Conversations among the panel’s four members have already begun, she said, but the appointees — Shalala; Sen. Pat Toomey, a Pennsylvania Republican; Bharat Ramamurti, a former aide to Democratic Sen. Elizabeth Warren; and Rep. French Hill, a Republican from Arkansas — have yet to meet as a group.
“The commission will have to talk through the issue of transparency once we have a chairman,” Hill said in an interview in April. “The commission should have the staff and resources to conduct its work — so that each member has good research capacity.”
House Speaker Nancy Pelosi and Senate Majority Leader Mitch McConnell will jointly select a chairman, but haven’t so far; the reasons for the delay aren’t clear.
Given the lack of official structure, commission members are looking for pointers from the temporary oversight entity that reviewed the Troubled Asset Relief Program during the 2008 economic crisis. The first report from that group, which Warren chaired, listed a series of questions about how Treasury was distributing the bailout funds and what it was requiring of the financial institutions that took the money.
“Most of us have gone through that in detail to see what questions they asked and what questions we might ask,” Shalala said. “My interest is in protecting workers. I want to make sure the taxpayer money went to protect family and workers in our country, and helps us to recover.”

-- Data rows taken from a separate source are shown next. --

//! Shared test doubles for reconciliation tests

#![allow(dead_code)]

use async_trait::async_trait;
use rollcall_common::{Error, Result};
use rollcall_match::adjudication::{Adjudication, Adjudicator, MatchType, Oracle, OracleError};
use rollcall_match::embedding::EmbeddingProvider;
use rollcall_match::matching::{best_match, Candidate, CandidateSelector};
use rollcall_match::models::{AttendeeRecord, MenteeRecord};
use std::collections::HashSet;
use std::sync::atomic::{AtomicUsize, Ordering};
use std::sync::Mutex;

/// One recorded adjudication request
#[derive(Debug, Clone, PartialEq)]
pub struct AdjudicationCall {
    pub target: String,
    pub candidates: Vec<String>,
}

/// How the mock answers
pub enum Verdicts {
    /// Confirm every request
    ConfirmAll,
    /// Reject every request with `bestMatch = null`
    RejectAll,
    /// Confirm only the listed `(target, candidate)` pairs, reject the rest
    ConfirmPairs(HashSet<(String, String)>),
    /// Return `Err` for the listed targets, confirm the rest
    FailTargets(HashSet<String>),
}

/// Adjudicator double that records every call
pub struct MockAdjudicator {
    verdicts: Verdicts,
    calls: Mutex<Vec<AdjudicationCall>>,
}

impl MockAdjudicator {
    pub fn new(verdicts: Verdicts) -> Self {
        Self {
            verdicts,
            calls: Mutex::new(Vec::new()),
        }
    }

    pub fn confirm_all() -> Self {
        Self::new(Verdicts::ConfirmAll)
    }

    pub fn reject_all() -> Self {
        Self::new(Verdicts::RejectAll)
    }

    pub fn calls(&self) -> Vec<AdjudicationCall> {
        self.calls.lock().unwrap().clone()
    }
}

fn confirm(target: &str, candidate: &str) -> Adjudication {
    Adjudication {
        zoom_name: target.to_string(),
        best_match: Some(candidate.to_string()),
        confidence: 0.9,
        reason: Some("same person".to_string()),
        match_type: Some(MatchType::TokenTrim),
    }
}

fn reject(target: &str) -> Adjudication {
    Adjudication {
        zoom_name: target.to_string(),
        best_match: None,
        confidence: 0.2,
        reason: Some("only generic tokens overlap".to_string()),
        match_type: None,
    }
}

#[async_trait]
impl Adjudicator for MockAdjudicator {
    async fn adjudicate(&self, target: &str, candidates: &[String]) -> Result<Adjudication> {
        self.calls.lock().unwrap().push(AdjudicationCall {
            target: target.to_string(),
            candidates: candidates.to_vec(),
        });

        let candidate = candidates.first().map(String::as_str).unwrap_or_default();
        match &self.verdicts {
            Verdicts::ConfirmAll => Ok(confirm(target, candidate)),
            Verdicts::RejectAll => Ok(reject(target)),
            Verdicts::ConfirmPairs(pairs)
                if pairs.contains(&(target.to_string(), candidate.to_string())) =>
            {
                Ok(confirm(target, candidate))
            }
            Verdicts::ConfirmPairs(_) => Ok(reject(target)),
            Verdicts::FailTargets(targets) if targets.contains(target) => {
                Err(Error::Oracle("connection reset".to_string()))
            }
            Verdicts::FailTargets(_) => Ok(confirm(target, candidate)),
        }
    }
}

/// Oracle transport that replays fixed replies, then fails
pub struct ReplayOracle {
    replies: Mutex<Vec<String>>,
    pub calls: AtomicUsize,
}

impl ReplayOracle {
    pub fn new(replies: &[&str]) -> Self {
        Self {
            replies: Mutex::new(replies.iter().rev().map(|r| r.to_string()).collect()),
            calls: AtomicUsize::new(0),
        }
    }

    pub fn failing() -> Self {
        Self::new(&[])
    }

    pub fn call_count(&self) -> usize {
        self.calls.load(Ordering::SeqCst)
    }
}

#[async_trait]
impl Oracle for ReplayOracle {
    async fn generate(&self, _prompt: &str) -> std::result::Result<String, OracleError> {
        self.calls.fetch_add(1, Ordering::SeqCst);
        self.replies
            .lock()
            .unwrap()
            .pop()
            .ok_or_else(|| OracleError::Network("connection refused".to_string()))
    }
}

/// Rule selector that errors for the listed targets
pub struct FlakySelector {
    fail_for: HashSet<String>,
}

impl FlakySelector {
    pub fn failing_for(targets: &[&str]) -> Self {
        Self {
            fail_for: targets.iter().map(|t| t.to_string()).collect(),
        }
    }
}

#[async_trait]
impl CandidateSelector for FlakySelector {
    fn name(&self) -> &'static str {
        "flaky"
    }

    async fn best_match(&self, target: &str, pool: &[String]) -> Result<Option<Candidate>> {
        if self.fail_for.contains(target) {
            return Err(Error::Oracle("embedding service unavailable".to_string()));
        }
        Ok(best_match(target, pool))
    }
}

/// Embedding provider whose every request fails
pub struct UnavailableProvider;

#[async_trait]
impl EmbeddingProvider for UnavailableProvider {
    async fn embed(&self, _texts: &[String]) -> Result<Vec<Vec<f32>>> {
        Err(Error::Oracle("embedding quota exhausted".to_string()))
    }
}

pub fn roster(names: &[&str]) -> Vec<MenteeRecord> {
    names.iter().map(|n| MenteeRecord::new(*n)).collect()
}

pub fn attendees(entries: &[(&str, u32)]) -> Vec<AttendeeRecord> {
    entries
        .iter()
        .map(|(name, minutes)| AttendeeRecord::new(*name, *minutes))
        .collect()
}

Ramamurti is already asking the Fed for information on the trillions of dollars in emergency loans the central bank plans to extend to businesses. He wrote in a letter to Fed Chairman Jerome Powell that “the public deserves to know which companies are receiving taxpayer-backed lending through the Fed and on what terms.”
Following the letter, the Fed has said it will publish details of the transactions on its website, including the names of the companies that receive the aid.
The target date for publishing the first report was triggered a month earlier when the Fed, in coordination with Treasury, announced the rollout of its “Main Street Lending Facility.”
The measure is meant to be a key pillar of the government relief effort while much of the U.S. economy is shuttered; it will provide loans to companies with as many as 15,000 employees or as much as $5 billion in annual revenue. A start date for the facility is expected to be announced soon. The commission is required to issue follow up reports every 30 days.
“We will try to build consensus even though we will have differences on focus,” Shalala said. “If we can’t, we can’t, but at least what I know from the other members, everybody is going to try.”